_WORK ITEM:_
From the material that follows, count the lines with the word "post" in them. Reply with the number only.

_DATA RECORDS:_

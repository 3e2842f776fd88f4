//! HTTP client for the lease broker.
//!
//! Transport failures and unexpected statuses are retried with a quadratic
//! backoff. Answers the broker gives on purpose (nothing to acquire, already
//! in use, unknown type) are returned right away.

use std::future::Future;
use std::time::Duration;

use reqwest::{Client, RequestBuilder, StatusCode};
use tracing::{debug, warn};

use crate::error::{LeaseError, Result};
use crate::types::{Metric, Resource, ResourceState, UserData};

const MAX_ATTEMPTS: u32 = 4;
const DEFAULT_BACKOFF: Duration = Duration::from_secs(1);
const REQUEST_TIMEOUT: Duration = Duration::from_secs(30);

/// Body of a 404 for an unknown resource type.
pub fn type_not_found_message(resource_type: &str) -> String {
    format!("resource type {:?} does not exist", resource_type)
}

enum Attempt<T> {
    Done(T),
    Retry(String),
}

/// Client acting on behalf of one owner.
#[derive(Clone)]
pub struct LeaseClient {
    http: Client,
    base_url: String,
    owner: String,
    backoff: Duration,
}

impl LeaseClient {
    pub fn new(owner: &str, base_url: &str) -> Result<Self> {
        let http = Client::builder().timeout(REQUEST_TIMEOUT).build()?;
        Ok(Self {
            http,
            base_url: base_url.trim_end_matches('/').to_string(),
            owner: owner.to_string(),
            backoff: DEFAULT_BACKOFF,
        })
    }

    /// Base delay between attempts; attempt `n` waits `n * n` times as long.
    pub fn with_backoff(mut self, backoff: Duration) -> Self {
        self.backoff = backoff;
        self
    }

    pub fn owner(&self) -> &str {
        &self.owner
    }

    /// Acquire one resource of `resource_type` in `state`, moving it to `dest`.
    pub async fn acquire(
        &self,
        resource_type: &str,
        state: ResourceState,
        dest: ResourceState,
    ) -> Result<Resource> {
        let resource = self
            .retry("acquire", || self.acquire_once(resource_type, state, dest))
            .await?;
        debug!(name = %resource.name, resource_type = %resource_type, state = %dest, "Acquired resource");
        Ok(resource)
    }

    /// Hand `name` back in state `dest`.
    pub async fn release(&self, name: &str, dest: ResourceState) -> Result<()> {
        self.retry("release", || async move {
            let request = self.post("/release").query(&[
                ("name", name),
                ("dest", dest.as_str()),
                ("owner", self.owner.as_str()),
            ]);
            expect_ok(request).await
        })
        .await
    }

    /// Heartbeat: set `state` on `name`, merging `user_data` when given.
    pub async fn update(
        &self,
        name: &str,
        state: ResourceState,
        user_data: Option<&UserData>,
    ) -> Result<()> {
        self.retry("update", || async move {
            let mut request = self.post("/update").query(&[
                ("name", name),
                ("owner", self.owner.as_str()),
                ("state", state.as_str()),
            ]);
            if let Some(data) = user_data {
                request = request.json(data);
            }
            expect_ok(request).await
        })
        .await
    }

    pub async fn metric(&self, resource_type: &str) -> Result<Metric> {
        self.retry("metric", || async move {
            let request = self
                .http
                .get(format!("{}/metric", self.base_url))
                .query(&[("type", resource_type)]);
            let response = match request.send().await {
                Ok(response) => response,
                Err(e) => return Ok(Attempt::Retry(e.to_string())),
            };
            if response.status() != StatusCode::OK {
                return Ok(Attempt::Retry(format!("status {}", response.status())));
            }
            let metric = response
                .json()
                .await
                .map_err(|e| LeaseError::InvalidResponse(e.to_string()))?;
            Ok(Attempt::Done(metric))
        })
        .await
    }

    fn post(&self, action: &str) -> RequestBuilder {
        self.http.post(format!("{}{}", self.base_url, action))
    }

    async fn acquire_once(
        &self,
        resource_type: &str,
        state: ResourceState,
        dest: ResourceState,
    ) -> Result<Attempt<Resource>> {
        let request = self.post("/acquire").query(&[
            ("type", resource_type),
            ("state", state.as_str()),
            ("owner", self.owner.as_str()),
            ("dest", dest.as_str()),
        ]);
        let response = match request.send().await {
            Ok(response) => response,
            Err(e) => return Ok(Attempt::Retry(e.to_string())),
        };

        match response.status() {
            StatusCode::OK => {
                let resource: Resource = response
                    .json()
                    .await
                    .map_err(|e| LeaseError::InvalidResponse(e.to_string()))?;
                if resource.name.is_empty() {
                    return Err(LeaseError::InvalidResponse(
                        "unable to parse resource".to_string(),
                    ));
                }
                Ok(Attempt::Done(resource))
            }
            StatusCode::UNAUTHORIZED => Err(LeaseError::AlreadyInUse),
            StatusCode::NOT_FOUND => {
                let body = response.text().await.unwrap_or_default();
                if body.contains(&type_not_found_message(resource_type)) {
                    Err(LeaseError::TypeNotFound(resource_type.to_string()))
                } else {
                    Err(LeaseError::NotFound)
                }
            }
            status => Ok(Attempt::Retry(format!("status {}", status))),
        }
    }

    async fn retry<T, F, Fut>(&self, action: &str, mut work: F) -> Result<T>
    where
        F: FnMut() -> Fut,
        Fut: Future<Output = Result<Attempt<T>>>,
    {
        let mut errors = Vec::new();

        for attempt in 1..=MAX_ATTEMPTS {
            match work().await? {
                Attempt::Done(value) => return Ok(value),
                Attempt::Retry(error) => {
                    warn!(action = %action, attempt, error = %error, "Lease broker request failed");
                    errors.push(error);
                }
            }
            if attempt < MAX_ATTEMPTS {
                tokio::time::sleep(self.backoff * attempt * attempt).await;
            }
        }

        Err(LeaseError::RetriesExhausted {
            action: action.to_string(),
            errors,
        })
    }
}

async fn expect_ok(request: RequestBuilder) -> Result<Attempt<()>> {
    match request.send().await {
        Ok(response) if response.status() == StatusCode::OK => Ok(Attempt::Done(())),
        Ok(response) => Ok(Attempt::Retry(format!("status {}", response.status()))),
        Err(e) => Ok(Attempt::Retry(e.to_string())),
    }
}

==

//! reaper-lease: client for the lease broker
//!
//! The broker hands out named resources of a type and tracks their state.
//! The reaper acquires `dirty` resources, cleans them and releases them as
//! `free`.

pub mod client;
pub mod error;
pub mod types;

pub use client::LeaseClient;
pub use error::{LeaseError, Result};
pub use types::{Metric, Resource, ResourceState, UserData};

_REPLY:_
5